Yar’Adua’s health critical
•Northern elders worried

By DANIEL ALABRAH (with agency reports)
Sunday, August 31, 2008

•Umaru Yar’Adua
Photo: Sun News Publishing

Speculations about President Umaru Yar’Adua’s health heightened at the weekend following reports that he had undergone surgery at a hospital in Saudi Arabia.
The fear that the president may actually be ill, contrary to the official position that he is undergoing the Muslim lesser pilgrimage of Ummrah in Saudi Arabia, was fuelled by the fact that he did not return to the country this weekend as expected.

Last night, an Internet-based news site, pointblanknews.com reported thus:
“‘There are strong indications that Nigeria's President, Umaru Musa Yar’Adua’s life may be hanging on very thin thread of survival following complications from his recent surgery in a Saudi Hospital. Pointblanknews.com has just received reports that President Yar’Adua has now been placed on a life support equipment.
“According to sources, Yar’Adua who was admitted at Soliman Akkeh Hospital, Jeddah, Saudi Arabia, was operated for an undisclosed ailment but he was known to have a medical history of kidney problem and Churg Strauss Syndrome, an inflammation of the blood vessel.

“There is growing apprehension about the President’s condition amongst top officials at the Aso Rock Presidential Villa concerning serious deterioration in President Yar’Adua’s medical condition. He was originally billed to return to Nigeria during this weekend but a Saudi source said that "that possibility looks very unlikely even in the next two weeks.
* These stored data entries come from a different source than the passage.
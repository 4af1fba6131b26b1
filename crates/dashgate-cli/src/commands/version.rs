//! Version command implementation.

const VERSION: &str = env!("CARGO_PKG_VERSION");

pub fn run() {
    println!("dashgate {VERSION}");
    println!();
    println!("Per-customer access control for embedded BI dashboards.");
    println!();
    println!("Build info:");
    println!("  Target: {}", std::env::consts::ARCH);
    println!("  OS:     {}", std::env::consts::OS);
}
President is barely conscious and would need all the prayers to be able to make it through this time,’ a source at the Soliman Akkeh Hospital told pointblanknews.com”
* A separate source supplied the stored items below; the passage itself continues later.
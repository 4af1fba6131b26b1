//! Configuration management for dashgate
//!
//! Provides hierarchical configuration loading from multiple sources:
//! 1. Environment variables (DASHGATE_* prefix, `__` between sections)
//! 2. dashgate.local.toml (gitignored, local overrides)
//! 3. dashgate.toml (git-tracked, project config)
//! 4. ~/.config/dashgate/config.toml (user defaults)
//! 5. Built-in defaults (lowest precedence)

use std::path::{Path, PathBuf};
use std::sync::Arc;

use anyhow::Result;
use dashgate_policy::{Policy, PolicyConfig};
use serde::{Deserialize, Serialize};

mod credentials;
mod error;
mod loader;
mod paths;

pub use credentials::{CredentialProvider, DatabaseCredentials, StaticCredentialProvider};
pub use error::ConfigError;
pub use loader::ConfigLoader;
pub use paths::Paths;

/// Main dashgate configuration
#[derive(Debug, Clone, Default, PartialEq, Eq, Serialize, Deserialize)]
#[serde(default)]
pub struct DashgateConfig {
    pub project: ProjectConfig,
    pub dashboards: DashboardsConfig,
    pub database: DatabaseConfig,
    pub policy: PolicyConfig,
}

#[derive(Debug, Clone, PartialEq, Eq, Serialize, Deserialize)]
#[serde(default)]
pub struct ProjectConfig {
    pub name: String,
}

impl Default for ProjectConfig {
    fn default() -> Self {
        Self {
            name: "dashgate-project".to_string(),
        }
    }
}

/// Where dashboard documents live.
#[derive(Debug, Clone, PartialEq, Eq, Serialize, Deserialize)]
#[serde(default)]
pub struct DashboardsConfig {
    pub directory: PathBuf,
    /// File extension of dashboard documents, without the dot.
    pub extension: String,
}

impl Default for DashboardsConfig {
    fn default() -> Self {
        Self {
            directory: PathBuf::from("dashboards"),
            extension: "rdash".to_string(),
        }
    }
}

/// The SQL data source the BI SDK queries.
#[derive(Debug, Clone, PartialEq, Eq, Serialize, Deserialize)]
#[serde(default)]
pub struct DatabaseConfig {
    /// Name the SDK uses to refer to this data source.
    pub data_source: String,
    pub host: String,
    pub port: u16,
    pub database: String,
    pub username: String,
    pub password: String,
}

impl Default for DatabaseConfig {
    fn default() -> Self {
        Self {
            data_source: "northwind".to_string(),
            host: "localhost".to_string(),
            port: 1433,
            database: "Northwind".to_string(),
            username: "dev".to_string(),
            password: "dev".to_string(),
        }
    }
}

impl DashgateConfig {
    /// Load configuration from default locations
    pub fn load() -> Result<Self> {
        ConfigLoader::new().load()
    }

    /// Load configuration from specific project directory
    pub fn load_from_dir(project_dir: impl AsRef<Path>) -> Result<Self> {
        ConfigLoader::new().with_project_dir(project_dir).load()
    }

    /// Validate the policy section into the immutable rule set.
    pub fn policy(&self) -> Result<Arc<Policy>, ConfigError> {
        Ok(self.policy.validate()?)
    }

    /// Check every section, then validate the policy rule set.
    pub fn validate(&self) -> Result<Arc<Policy>, ConfigError> {
        let extension = &self.dashboards.extension;
        if extension.is_empty() || extension.contains(['.', '/', '\\']) {
            return Err(ConfigError::ValidationError(format!(
                "dashboards.extension must be a bare extension, got {extension:?}"
            )));
        }
        if self.database.data_source.trim().is_empty() {
            return Err(ConfigError::ValidationError(
                "database.data_source must not be empty".to_string(),
            ));
        }
        self.policy()
    }

    /// Static credentials for the configured data source.
    pub fn credential_provider(&self) -> StaticCredentialProvider {
        StaticCredentialProvider::from_config(&self.database)
    }

    /// Resolve relative paths to absolute
    pub fn resolve_paths(&mut self, base_dir: impl AsRef<Path>) {
        let base = base_dir.as_ref();

        if self.dashboards.directory.is_relative() {
            self.dashboards.directory = base.join(&self.dashboards.directory);
        }
    }
}

#[cfg(test)]
mod tests {
    use super::*;
    use dashgate_policy::Role;

    #[test]
    fn test_default_config() {
        let config = DashgateConfig::default();
        assert_eq!(config.dashboards.directory, PathBuf::from("dashboards"));
        assert_eq!(config.dashboards.extension, "rdash");
        assert_eq!(config.database.port, 1433);
        assert_eq!(config.policy.default_identity, "ALFKI");
    }

    #[test]
    fn test_default_policy_validates() {
        let policy = DashgateConfig::default().policy().unwrap();
        assert_eq!(policy.resolver().resolve("AROUT"), Role::Admin);
    }

    #[test]
    fn test_invalid_policy_is_config_error() {
        let mut config = DashgateConfig::default();
        config.policy.rules.clear();

        let err = config.policy().unwrap_err();
        assert!(matches!(err, ConfigError::Policy(_)));
        assert!(err.to_string().contains("no rule for the default role"));
    }

    #[test]
    fn test_validate_rejects_dotted_extension() {
        let mut config = DashgateConfig::default();
        config.dashboards.extension = ".rdash".to_string();

        assert!(matches!(
            config.validate(),
            Err(ConfigError::ValidationError(_))
        ));
        assert!(DashgateConfig::default().validate().is_ok());
    }

    #[test]
    fn test_path_resolution() {
        let mut config = DashgateConfig::default();
        config.resolve_paths("/srv/bi");

        assert_eq!(config.dashboards.directory, PathBuf::from("/srv/bi/dashboards"));

        config.dashboards.directory = PathBuf::from("/var/dashboards");
        config.resolve_paths("/srv/bi");
        assert_eq!(config.dashboards.directory, PathBuf::from("/var/dashboards"));
    }

    #[test]
    fn test_toml_round_trip() {
        let config = DashgateConfig::default();
        let text = toml::to_string_pretty(&config).unwrap();
        assert!(text.contains("CustOrderHist"));

        let parsed: DashgateConfig = toml::from_str(&text).unwrap();
        assert_eq!(parsed, config);
    }
}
Sunday Sun however gathered that Yar’Adua may not return soon as he may have undergone renal kidney transplantation that would require some time for him to recuperate.
Medical experts say it takes at least three weeks to recover from kidney transplant.
According to a Lagos-based medical practitioner, Dr Emmanuel Enabulele, in the first six hours after such surgery, “the new kidney should begin to function, if there is no rejection. The suture should heal with 6-8 days and the stitches removed.

“All things being equal, within two weeks of kidney surgery, the patient should recover and a week thereafter, begin to carry out minimal activities.
“However, if there is rejection, those signs of kidney failure will reappear.”
Our source said the government decided not to disclose the current state of the President’s health because of its security and diplomatic implications.
But one of his aides, who spoke to Sunday Sun on condition of anonymity, maintained that Yar’Adua was in stable condition and was actually performing the lesser hajj in Mecca.
Asked why he had not spoken to Nigerians like he did prior to the April 2007 elections when there was a similar speculation about his health, the aide said: “At the appropriate time the President will speak to Nigerians.”

He also said it is not true that Yar’Adua was due to travel to Brazil on a state visit before it was reportedly cancelled at the last minute.
“I can tell you that President (Yar’Adua) was not billed to travel to Brazil as reported in the media. It is not in his schedule for now.
“Such visits are not secret. When he was to go to Britain, was it not public knowledge to everyone before the trip? The President cannot escape from the country just like that,” he said.
Muslim clerics have also said the lesser hajj is not supposed to last longer than seven days.

Clerics who spoke to Sunday Sun but preferred not to be named for fear of being tagged anti-Yar’Adua elements explained: “Ummrah is any pilgrimage outside or apart from the annual hajj. It is actually supposed to be the last 10 days of the Ramadan. It is not one of five pillars of Islam but a time for special prayers for Muslim faithful.
“A believer on lesser hajj visits holy places and Mosques Mecca and Medina. He offers his prayers and supplication and all that are not supposed to take more than five to seven days.”
A Muslim government functionary corroborated the clerics’ stand, saying modern means of transport can further reduce the number of days spent on Ummrah.

“Mecca to Medina takes about five or six hours by road and one hour by air. A lot of us who went on Ummrah last year did the distance by air. And Arabs are not given to lengthy prayers like Nigerians. You can conclude Ummrah within a week.
“In fact, in the days of M.K.O. Abiola, I remember he went on Thursday and returned on Sunday. The target is to be in Saudi on a Friday and observe a Jummat there.”
Meanwhile northern elders are reportedly worried over Yar’Adua’s health, to the extent that they are believed to be consulting with a view to “advising him appropriately.”